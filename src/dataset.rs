use std::collections::HashSet;
use std::fs;
use std::io::ErrorKind;
use std::path::{Path, PathBuf};
use std::sync::Arc;
use std::time::Instant;

use chrono::{DateTime, Duration, TimeZone, Utc};
use polars::prelude::*;
use tracing::{debug, info};

use crate::domain::IvError;
use crate::record::{ItemType, Record, Status};

pub const COLUMN_NAMES: [&str; 5] = ["id", "name", "type", "status", "lastUpdated"];

/// Source of inventory records.
pub trait Provider {
    /// Ordered records, ascending by id, at most `count` of them.
    fn list(&self, count: usize) -> Vec<Record>;
    fn get_by_id(&self, id: u64) -> Option<Record>;
}

/// Deterministic record generator with ids `1..=size`.
#[derive(Debug, Clone)]
pub struct Generator {
    size: usize,
    base: DateTime<Utc>,
}

impl Generator {
    pub fn new(size: usize) -> Self {
        let base = Utc
            .with_ymd_and_hms(2025, 1, 1, 0, 0, 0)
            .single()
            .unwrap_or(DateTime::<Utc>::MIN_UTC);
        Self { size, base }
    }

    fn record(&self, id: u64) -> Record {
        let i = id - 1;
        // Spread updates over one year so last-updated sorting is not trivial.
        let minutes = ((id * 7919) % 525_600) as i64;
        Record {
            id,
            name: format!("Item {id}"),
            item_type: if i % 2 == 0 {
                ItemType::Asset
            } else {
                ItemType::Certificate
            },
            status: if i % 3 == 0 {
                Status::Inactive
            } else {
                Status::Active
            },
            last_updated: self.base + Duration::minutes(minutes),
        }
    }
}

impl Provider for Generator {
    fn list(&self, count: usize) -> Vec<Record> {
        let n = std::cmp::min(count, self.size) as u64;
        (1..=n).map(|id| self.record(id)).collect()
    }

    fn get_by_id(&self, id: u64) -> Option<Record> {
        if id < 1 || id > self.size as u64 {
            return None;
        }
        Some(self.record(id))
    }
}

#[derive(Debug)]
enum FileType {
    Csv,
    Parquet,
    Arrow,
}

#[derive(Debug)]
struct FileInfo {
    path: PathBuf,
    file_size: u64,
    file_type: FileType,
}

/// The in-memory raw collection together with the name shown in the title.
#[derive(Debug, Clone)]
pub struct Dataset {
    pub name: String,
    records: Arc<Vec<Record>>,
}

impl Dataset {
    pub fn from_records(name: impl Into<String>, mut records: Vec<Record>) -> Result<Self, IvError> {
        records.sort_by_key(|r| r.id);
        let mut seen = HashSet::with_capacity(records.len());
        for r in records.iter() {
            if r.id < 1 {
                return Err(IvError::LoadingFailed(format!("invalid id {}", r.id)));
            }
            if !seen.insert(r.id) {
                return Err(IvError::LoadingFailed(format!("duplicate id {}", r.id)));
            }
        }
        Ok(Self {
            name: name.into(),
            records: Arc::new(records),
        })
    }

    pub fn generate(count: usize) -> Self {
        let records = Generator::new(count).list(count);
        info!("Generated {} records", records.len());
        Self {
            name: format!("generated[{count}]"),
            records: Arc::new(records),
        }
    }

    pub fn records(&self) -> &Arc<Vec<Record>> {
        &self.records
    }

    pub fn len(&self) -> usize {
        self.records.len()
    }

    pub fn is_empty(&self) -> bool {
        self.records.is_empty()
    }

    pub fn load_data_file(path: PathBuf) -> Result<Self, IvError> {
        let file_info = Dataset::get_file_info(path)?;
        debug!("Loading {:?}", file_info);
        let frame = match file_info.file_type {
            FileType::Csv => Dataset::load_csv(&file_info.path)?,
            FileType::Parquet => Dataset::load_parquet(&file_info.path)?,
            FileType::Arrow => Dataset::load_arrow(&file_info.path)?,
        };

        let start_time = Instant::now();
        let df = frame.collect()?;
        let records = Dataset::records_from_frame(&df)?;
        info!(
            "Loading {} records ({} bytes) took {}ms ...",
            records.len(),
            file_info.file_size,
            start_time.elapsed().as_millis()
        );

        let name = file_info
            .path
            .file_name()
            .and_then(|s| s.to_str())
            .unwrap_or("???")
            .to_string();
        Dataset::from_records(name, records)
    }

    fn records_from_frame(df: &DataFrame) -> Result<Vec<Record>, IvError> {
        let columns = COLUMN_NAMES[..4]
            .iter()
            .map(|name| Dataset::load_column(df, name))
            .collect::<Result<Vec<_>, _>>()?;
        let timestamps = Dataset::load_timestamps(df, COLUMN_NAMES[4])?;

        (0..df.height())
            .map(|row| {
                let cell = |c: usize| columns[c][row].as_str();
                Dataset::parse_record(
                    row,
                    cell(0),
                    cell(1),
                    cell(2),
                    cell(3),
                    timestamps[row].clone(),
                )
            })
            .collect()
    }

    fn parse_record(
        row: usize,
        id: &str,
        name: &str,
        item_type: &str,
        status: &str,
        last_updated: Result<DateTime<Utc>, String>,
    ) -> Result<Record, IvError> {
        let fail = |what: String| IvError::LoadingFailed(format!("row {}: {}", row + 1, what));
        Ok(Record {
            id: id
                .trim()
                .parse()
                .map_err(|_| fail(format!("invalid id \"{id}\"")))?,
            name: name.to_string(),
            item_type: item_type.parse().map_err(fail)?,
            status: status.parse().map_err(fail)?,
            last_updated: last_updated.map_err(fail)?,
        })
    }

    fn parse_timestamp(value: &str) -> Result<DateTime<Utc>, String> {
        DateTime::parse_from_rfc3339(value.trim())
            .map(|ts| ts.with_timezone(&Utc))
            .map_err(|e| format!("invalid timestamp \"{value}\": {e}"))
    }

    fn missing_column(col_name: &str) -> IvError {
        IvError::LoadingFailed(format!("missing column \"{col_name}\""))
    }

    fn load_column(df: &DataFrame, col_name: &str) -> Result<Vec<String>, IvError> {
        let col = df
            .column(col_name)
            .map_err(|_| Dataset::missing_column(col_name))?
            .cast(&DataType::String)?;
        let series = col.str()?;
        Ok(series
            .into_iter()
            .map(|value| value.unwrap_or_default().to_string())
            .collect())
    }

    /// Columnar formats carry typed timestamps, text formats RFC 3339 strings.
    fn load_timestamps(
        df: &DataFrame,
        col_name: &str,
    ) -> Result<Vec<Result<DateTime<Utc>, String>>, IvError> {
        let col = df
            .column(col_name)
            .map_err(|_| Dataset::missing_column(col_name))?;
        let (col, unit) = match col.dtype() {
            DataType::Datetime(unit, _) => (col.clone(), *unit),
            DataType::Date => (
                col.cast(&DataType::Datetime(TimeUnit::Milliseconds, None))?,
                TimeUnit::Milliseconds,
            ),
            _ => {
                return Ok(Dataset::load_column(df, col_name)?
                    .iter()
                    .map(|value| Dataset::parse_timestamp(value))
                    .collect());
            }
        };
        debug!("Reading {} as {:?} timestamps", col_name, unit);

        // Physical values count `unit`s since the epoch in UTC
        let ticks = col.cast(&DataType::Int64)?;
        Ok(ticks
            .i64()?
            .into_iter()
            .map(|value| {
                let value = value.ok_or_else(|| "missing timestamp".to_string())?;
                let ts = match unit {
                    TimeUnit::Milliseconds => DateTime::from_timestamp_millis(value),
                    TimeUnit::Microseconds => DateTime::from_timestamp_micros(value),
                    TimeUnit::Nanoseconds => Some(DateTime::from_timestamp_nanos(value)),
                };
                ts.ok_or_else(|| format!("timestamp {value} out of range"))
            })
            .collect())
    }

    fn detect_file_type(path: &Path) -> Result<FileType, IvError> {
        match path
            .extension()
            .and_then(|s| s.to_str())
            .map(|s| s.to_uppercase())
            .as_deref()
        {
            Some("CSV") => Ok(FileType::Csv),
            Some("PARQUET") | Some("PQ") => Ok(FileType::Parquet),
            Some("ARROW") | Some("IPC") | Some("FEATHER") => Ok(FileType::Arrow),
            _ => Err(IvError::UnknownFileType),
        }
    }

    fn get_file_info(path: PathBuf) -> Result<FileInfo, IvError> {
        let metadata = fs::metadata(&path).map_err(|e| match e.kind() {
            ErrorKind::NotFound => IvError::FileNotFound,
            ErrorKind::PermissionDenied => IvError::PermissionDenied,
            _ => IvError::IoError(e),
        })?;
        if !metadata.is_file() {
            return Err(IvError::LoadingFailed("Not a file!".into()));
        }

        let file_size = metadata.len();
        let file_type = Dataset::detect_file_type(&path)?;

        Ok(FileInfo {
            path,
            file_size,
            file_type,
        })
    }

    fn load_csv(path: &Path) -> Result<LazyFrame, PolarsError> {
        LazyCsvReader::new(PlPath::Local(path.into()))
            .with_has_header(true)
            .finish()
    }

    fn load_parquet(path: &Path) -> Result<LazyFrame, PolarsError> {
        LazyFrame::scan_parquet(PlPath::Local(path.into()), ScanArgsParquet::default())
    }

    fn load_arrow(path: &Path) -> Result<LazyFrame, PolarsError> {
        LazyFrame::scan_ipc(
            PlPath::Local(path.into()),
            polars::io::ipc::IpcScanOptions,
            UnifiedScanArgs::default(),
        )
    }
}

impl Provider for Dataset {
    fn list(&self, count: usize) -> Vec<Record> {
        self.records.iter().take(count).cloned().collect()
    }

    fn get_by_id(&self, id: u64) -> Option<Record> {
        self.records
            .binary_search_by_key(&id, |r| r.id)
            .ok()
            .map(|idx| self.records[idx].clone())
    }
}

++++++++

| DESCRIPTION OF THE TASK |
Report the number of lines in the records that include the string "ticks", and write no other words.

| WRITTEN REPLY |
2